Example of a worst-case scenario: taking 5 males and 5 females. n=5

Males are A, B,C,D,E

Females are 1,2,3,4,5

Preferences of Males : $$ \begin{matrix} A - & 2& 3 & 4 & 5 & 1 \\ B - & 2 & 4 & 5 & 3 & 1\\ C-& 3 & 4 & 5 & 2 & 1 \\ D -& 4 & 5 & 2 & 3 & 1 \\ E - & 5 & 2 & 3 & 4 & 1 \end{matrix} $$

Preferences of Females: $$ \begin{matrix} 1 - & D& x & x & x & x \\ 2 - & C & D & E & B & A\\ 3-& B & D & E & A & C \\ 4 -& E & A & B & C & D \\ 5 - & A & B & C & D & E \end{matrix} $$

Worst case scenario - Finding no. of days and no. of proposals, the algorithm will take:

Logic: we chose the input in such a way that every day only one male gets rejected. n men will be proposing n-1 times. And then at last one of the males will do his nth proposal and then for every female there will be only one male, hence there will be a stable marriage. $$ \text{No. of proposals} = n(n-1) + 1 = n^2 - n + 1$$

Now, on the first day, n proposals are made, and thereafter each day only one male is getting rejected so, one proposal per day.

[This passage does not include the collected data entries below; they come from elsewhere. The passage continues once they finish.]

//! Session orchestration: the top-level state machine.
//!
//! One [`Player`] supervises at most one live session at a time. `start()`
//! walks `Idle → Launching → Attaching → Attached`; `stop()`, a crash, or a
//! fatal attach error converge on `Stopping → Idle`. Teardown always stops
//! polling before closing the channel, and closes the channel before killing
//! the process, so a poll cycle never observes a half-closed channel.
//!
//! Every background continuation carries the epoch of the session that
//! spawned it and re-checks it before acting, so a stale callback from an
//! abandoned attach attempt can never resurrect a torn-down session.

use std::collections::BTreeMap;
use std::path::{Path, PathBuf};
use std::sync::atomic::{AtomicU64, AtomicUsize, Ordering};
use std::sync::{Arc, Mutex as StdMutex, PoisonError};
use std::time::Duration;

use omx_protocol::{Notification, OBJECT_PATH, PROPERTIES_INTERFACE, PROPERTY_GET, PROPERTY_GET_SIGNATURE, PlayerCommand};
use serde_json::{Value, json};
use tokio::sync::{Mutex, mpsc};
use tokio::task::JoinHandle;
use tracing::{debug, info, warn};

use crate::channel::{Connection, resolve_address};
use crate::config::PlayerConfig;
use crate::error::{PlayerError, Result};
use crate::events::NotificationHub;
use crate::invoke::InvocationQueue;
use crate::poll::{PropertyChange, change_map, poll_once};
use crate::process::{self, ProcessHandle};
use crate::snapshot::PropertySnapshot;

/// Upper bound on waiting for a terminated process to actually exit.
const TERMINATE_WAIT: Duration = Duration::from_secs(5);

/// Lifecycle states of one session.
#[derive(Debug, Clone, Copy, PartialEq, Eq)]
pub enum SessionState {
	Idle,
	Launching,
	Attaching,
	Attached,
	Stopping,
}

/// Supervisor for one external media player.
///
/// Cheap to clone; clones share the same session.
#[derive(Clone)]
pub struct Player {
	inner: Arc<Inner>,
}

struct Inner {
	config: PlayerConfig,
	hub: NotificationHub,
	queue: InvocationQueue,
	snapshot: StdMutex<PropertySnapshot>,
	/// Property writes issued while detached, applied at next attach.
	pending_writes: StdMutex<BTreeMap<String, Value>>,
	/// Serializes start/stop/teardown; background tasks take it too.
	lifecycle: Mutex<Lifecycle>,
	state: StdMutex<SessionState>,
	/// Bumped on every teardown and on stop() entry; stale continuations
	/// compare against it and bail.
	epoch: AtomicU64,
	session_seq: AtomicU64,
	live_processes: AtomicUsize,
}

#[derive(Default)]
struct Lifecycle {
	handle: Option<ProcessHandle>,
	media: Option<PathBuf>,
	poll_task: Option<JoinHandle<()>>,
}
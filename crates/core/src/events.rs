//! Notification fan-out to subscribed callers.

use std::sync::{Mutex, PoisonError};

use omx_protocol::Notification;
use tokio::sync::mpsc;
use tracing::trace;

/// Delivers [`Notification`]s to every live subscriber in emission order.
///
/// Subscribers that drop their receiver are pruned on the next emit. Channels
/// are unbounded so a slow subscriber can never stall the session tasks.
#[derive(Default)]
pub struct NotificationHub {
	subscribers: Mutex<Vec<mpsc::UnboundedSender<Notification>>>,
}

impl NotificationHub {
	pub fn new() -> Self {
		Self::default()
	}

	/// Registers a new subscriber and returns its receiving end.
	pub fn subscribe(&self) -> mpsc::UnboundedReceiver<Notification> {
		let (tx, rx) = mpsc::unbounded_channel();
		self.subscribers.lock().unwrap_or_else(PoisonError::into_inner).push(tx);
		rx
	}

	/// Sends `notification` to every live subscriber.
	pub fn emit(&self, notification: Notification) {
		trace!(target = "omx.events", ?notification, "emit");
		let mut subscribers = self.subscribers.lock().unwrap_or_else(PoisonError::into_inner);
		subscribers.retain(|tx| tx.send(notification.clone()).is_ok());
	}
}

#[cfg(test)]
mod tests {
	use super::*;

	#[tokio::test]
	async fn every_subscriber_sees_emissions_in_order() {
		let hub = NotificationHub::new();
		let mut a = hub.subscribe();
		let mut b = hub.subscribe();

		hub.emit(Notification::ChannelOpened);
		hub.emit(Notification::Stopped);

		for rx in [&mut a, &mut b] {
			assert_eq!(rx.recv().await, Some(Notification::ChannelOpened));
			assert_eq!(rx.recv().await, Some(Notification::Stopped));
		}
	}

	#[tokio::test]
	async fn dropped_subscribers_are_pruned() {
		let hub = NotificationHub::new();
		let rx = hub.subscribe();
		drop(rx);
		hub.emit(Notification::Stopped);
		assert!(hub.subscribers.lock().unwrap().is_empty());
	}
}
// Resume ranking engine
// Implements: PDF text extraction, normalization, TF-IDF vectorization,
// cosine scoring, stable ranking, per-request upload staging.
// Extraction and scoring are CPU-bound and must run inside tokio::task::spawn_blocking.

pub mod extractor;
pub mod handlers;
pub mod models;
pub mod normalizer;
pub mod pipeline;
pub mod ranker;
pub mod scratch;
pub mod similarity;
pub mod vectorizer;

#[cfg(test)]
pub(crate) mod fixtures;
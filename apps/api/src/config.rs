use anyhow::{Context, Result};

use crate::ranking::models::{RankingOptions, VocabularyMode};

/// Application configuration loaded from environment variables.
/// Every variable has a default; malformed values fail startup.
#[derive(Debug, Clone)]
pub struct Config {
    pub port: u16,
    pub rust_log: String,
    pub max_upload_mb: usize,
    pub vocabulary_mode: VocabularyMode,
    pub reject_empty_reference: bool,
}

impl Config {
    pub fn from_env() -> Result<Self> {
        dotenvy::dotenv().ok(); // load .env if present; ignore if missing

        Ok(Config {
            port: env_or("PORT", "8080")
                .parse::<u16>()
                .context("PORT must be a valid port number")?,
            rust_log: env_or("RUST_LOG", "info"),
            max_upload_mb: env_or("MAX_UPLOAD_MB", "32")
                .parse::<usize>()
                .context("MAX_UPLOAD_MB must be a positive integer")?,
            vocabulary_mode: env_or("VOCABULARY_MODE", "pairwise")
                .parse::<VocabularyMode>()
                .map_err(anyhow::Error::msg)
                .context("VOCABULARY_MODE must be 'pairwise' or 'corpus'")?,
            reject_empty_reference: parse_flag(&env_or("REJECT_EMPTY_REFERENCE", "false"))
                .context("REJECT_EMPTY_REFERENCE must be true or false")?,
        })
    }

    pub fn max_upload_bytes(&self) -> usize {
        self.max_upload_mb.saturating_mul(1024 * 1024)
    }

    pub fn ranking_options(&self) -> RankingOptions {
        RankingOptions {
            vocabulary_mode: self.vocabulary_mode,
            reject_empty_reference: self.reject_empty_reference,
        }
    }
}

impl Default for Config {
    fn default() -> Self {
        Self {
            port: 8080,
            rust_log: "info".to_string(),
            max_upload_mb: 32,
            vocabulary_mode: VocabularyMode::Pairwise,
            reject_empty_reference: false,
        }
    }
}

fn env_or(key: &str, default: &str) -> String {
    std::env::var(key).unwrap_or_else(|_| default.to_string())
}

fn parse_flag(value: &str) -> Result<bool> {
    match value.trim().to_ascii_lowercase().as_str() {
        "1" | "true" | "yes" | "on" => Ok(true),
        "0" | "false" | "no" | "off" | "" => Ok(false),
        other => anyhow::bail!("unrecognised flag value '{other}'"),
    }
}
//! Cosine similarity between TF-IDF vectors, scaled to 0 – 100.

use crate::ranking::models::NormalizedText;
use crate::ranking::vectorizer::{SparseVector, TfIdfModel};

pub const MAX_SCORE: f64 = 100.0;

/// `dot(a, b) / (‖a‖·‖b‖)`, or 0.0 when either vector has no weight.
pub fn cosine(a: &SparseVector, b: &SparseVector) -> f64 {
    let denominator = a.norm() * b.norm();
    if denominator == 0.0 {
        return 0.0;
    }
    a.dot(b) / denominator
}

/// Cosine × 100, clamped so rounding never leaves [0, 100].
pub fn to_score(cosine: f64) -> f64 {
    if cosine.is_nan() {
        return 0.0;
    }
    (cosine * MAX_SCORE).clamp(0.0, MAX_SCORE)
}

/// Scores two texts against a vocabulary built from just those two texts.
pub fn score_pair(reference: &NormalizedText, candidate: &NormalizedText) -> f64 {
    let model = TfIdfModel::fit(&[reference, candidate]);
    score_with_model(&model, reference, candidate)
}

/// Scores two texts against an already fitted model.
pub fn score_with_model(
    model: &TfIdfModel,
    reference: &NormalizedText,
    candidate: &NormalizedText,
) -> f64 {
    to_score(cosine(
        &model.transform(reference),
        &model.transform(candidate),
    ))
}
mod config;
mod errors;
mod ranking;
mod routes;
mod state;

use anyhow::Result;
use std::net::SocketAddr;
use tower::ServiceBuilder;
use tower_http::{cors::CorsLayer, trace::TraceLayer};
use tracing::info;
use tracing_subscriber::{layer::SubscriberExt, util::SubscriberInitExt, EnvFilter};

use crate::config::Config;
use crate::routes::build_router;
use crate::state::AppState;

#[tokio::main]
async fn main() -> Result<()> {
    // Load configuration first (fails on malformed env vars)
    let config = Config::from_env()?;

    // Initialize structured logging
    tracing_subscriber::registry()
        .with(EnvFilter::try_from_default_env().unwrap_or_else(|_| {
            EnvFilter::new(format!("{}={}", env!("CARGO_CRATE_NAME"), &config.rust_log))
        }))
        .with(tracing_subscriber::fmt::layer())
        .init();

    info!("Starting Resume Ranker v{}", env!("CARGO_PKG_VERSION"));
    info!(
        vocabulary_mode = config.vocabulary_mode.as_str(),
        reject_empty_reference = config.reject_empty_reference,
        max_upload_mb = config.max_upload_mb,
        "Ranking configuration loaded"
    );

    // Normalizer and extractor are built once here and shared read-only
    let state = AppState::new(config.clone());

    let app = build_router(state).layer(
        ServiceBuilder::new()
            .layer(TraceLayer::new_for_http())
            .layer(CorsLayer::permissive()),
    );

    let addr: SocketAddr = format!("0.0.0.0:{}", config.port).parse()?;
    info!("Listening on {addr}");

    let listener = tokio::net::TcpListener::bind(addr).await?;
    axum::serve(listener, app).await?;

    Ok(())
}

$$ \text{No. of days} = \text{No. of proposals} - n + 1 = n(n-1) + 1 - n +1 = n^2 -2n + 2$$


Proof: By Induction

P(n) : For n males and females, the max number of proposals made by males are $n^2-n+1$

Base Case: For n=1, 1 male and 1 female, no. of the proposal made will be 1 = 1-1+1.

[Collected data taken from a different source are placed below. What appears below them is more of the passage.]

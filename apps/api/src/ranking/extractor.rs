//! Text extraction — PDF bytes in, page texts joined by `\n` out.
//!
//! Primary path is `pdf-extract`, which handles font encodings well but
//! rejects (or panics on) some malformed files as a whole. When it does, the
//! document is re-read with `lopdf` and each page is decoded on its own, so a
//! single undecodable page degrades to an empty segment instead of failing
//! the document.

use std::panic;

use tracing::{debug, warn};

use crate::errors::RankError;

/// Pluggable extraction backend, carried in `AppState` as `Arc<dyn TextExtractor>`.
pub trait TextExtractor: Send + Sync {
    fn extract(&self, bytes: &[u8]) -> Result<String, RankError>;
}

#[derive(Debug, Clone, Copy, Default)]
pub struct PdfTextExtractor;

impl TextExtractor for PdfTextExtractor {
    fn extract(&self, bytes: &[u8]) -> Result<String, RankError> {
        extract_with_fallback(bytes, extract_with_pdf_extract)
    }
}

fn extract_with_fallback(
    bytes: &[u8],
    primary: impl FnOnce(&[u8]) -> Result<Vec<String>, String>,
) -> Result<String, RankError> {
    match primary(bytes) {
        Ok(pages) => {
            debug!(pages = pages.len(), "pdf-extract succeeded");
            join_pages(pages)
        }
        Err(reason) => {
            warn!(%reason, "pdf-extract failed, falling back to per-page lopdf decoding");
            join_pages(extract_with_lopdf(bytes)?)
        }
    }
}

/// Runs a decoder, turning a panic inside it into an error string.
fn unwind_guarded<T>(
    decode: impl FnOnce() -> Result<T, String> + panic::UnwindSafe,
) -> Result<T, String> {
    panic::catch_unwind(decode).unwrap_or_else(|_| Err("decoder panicked".to_string()))
}

fn extract_with_pdf_extract(bytes: &[u8]) -> Result<Vec<String>, String> {
    unwind_guarded(|| {
        pdf_extract::extract_text_from_mem_by_pages(bytes).map_err(|e| e.to_string())
    })
}

fn extract_with_lopdf(bytes: &[u8]) -> Result<Vec<String>, RankError> {
    unwind_guarded(|| read_pages_with_lopdf(bytes)).map_err(RankError::Extraction)
}

fn read_pages_with_lopdf(bytes: &[u8]) -> Result<Vec<String>, String> {
    let doc =
        lopdf::Document::load_mem(bytes).map_err(|e| format!("not a readable PDF: {e}"))?;

    let pages = doc.get_pages();
    let texts = pages
        .keys()
        .map(|&page_number| match doc.extract_text(&[page_number]) {
            Ok(text) => text,
            Err(e) => {
                warn!(page = page_number, error = %e, "page text layer unreadable, using empty segment");
                String::new()
            }
        })
        .collect();
    Ok(texts)
}

/// Joins page texts with a single line break. Zero pages is an error.
fn join_pages(pages: Vec<String>) -> Result<String, RankError> {
    if pages.is_empty() {
        return Err(RankError::Extraction("document has no pages".to_string()));
    }
    let trimmed: Vec<&str> = pages
        .iter()
        .map(|page| page.trim_end_matches(['\n', '\r']))
        .collect();
    Ok(trimmed.join("\n"))
}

Inductive Case: We must prove P(n) => P(n+1)

Assume P(n) is true.

In the group of n male and females, max n-1 proposals were made by n-1 males and 1 male made n proposal.

Now for n+1 males and females, we have one more male and one more female than the set of n, those n-1 male need to propose one more female (to make total n proposals for n males), and the new male added to the set will be making n+1 proposal (1 male proposal n+1 females).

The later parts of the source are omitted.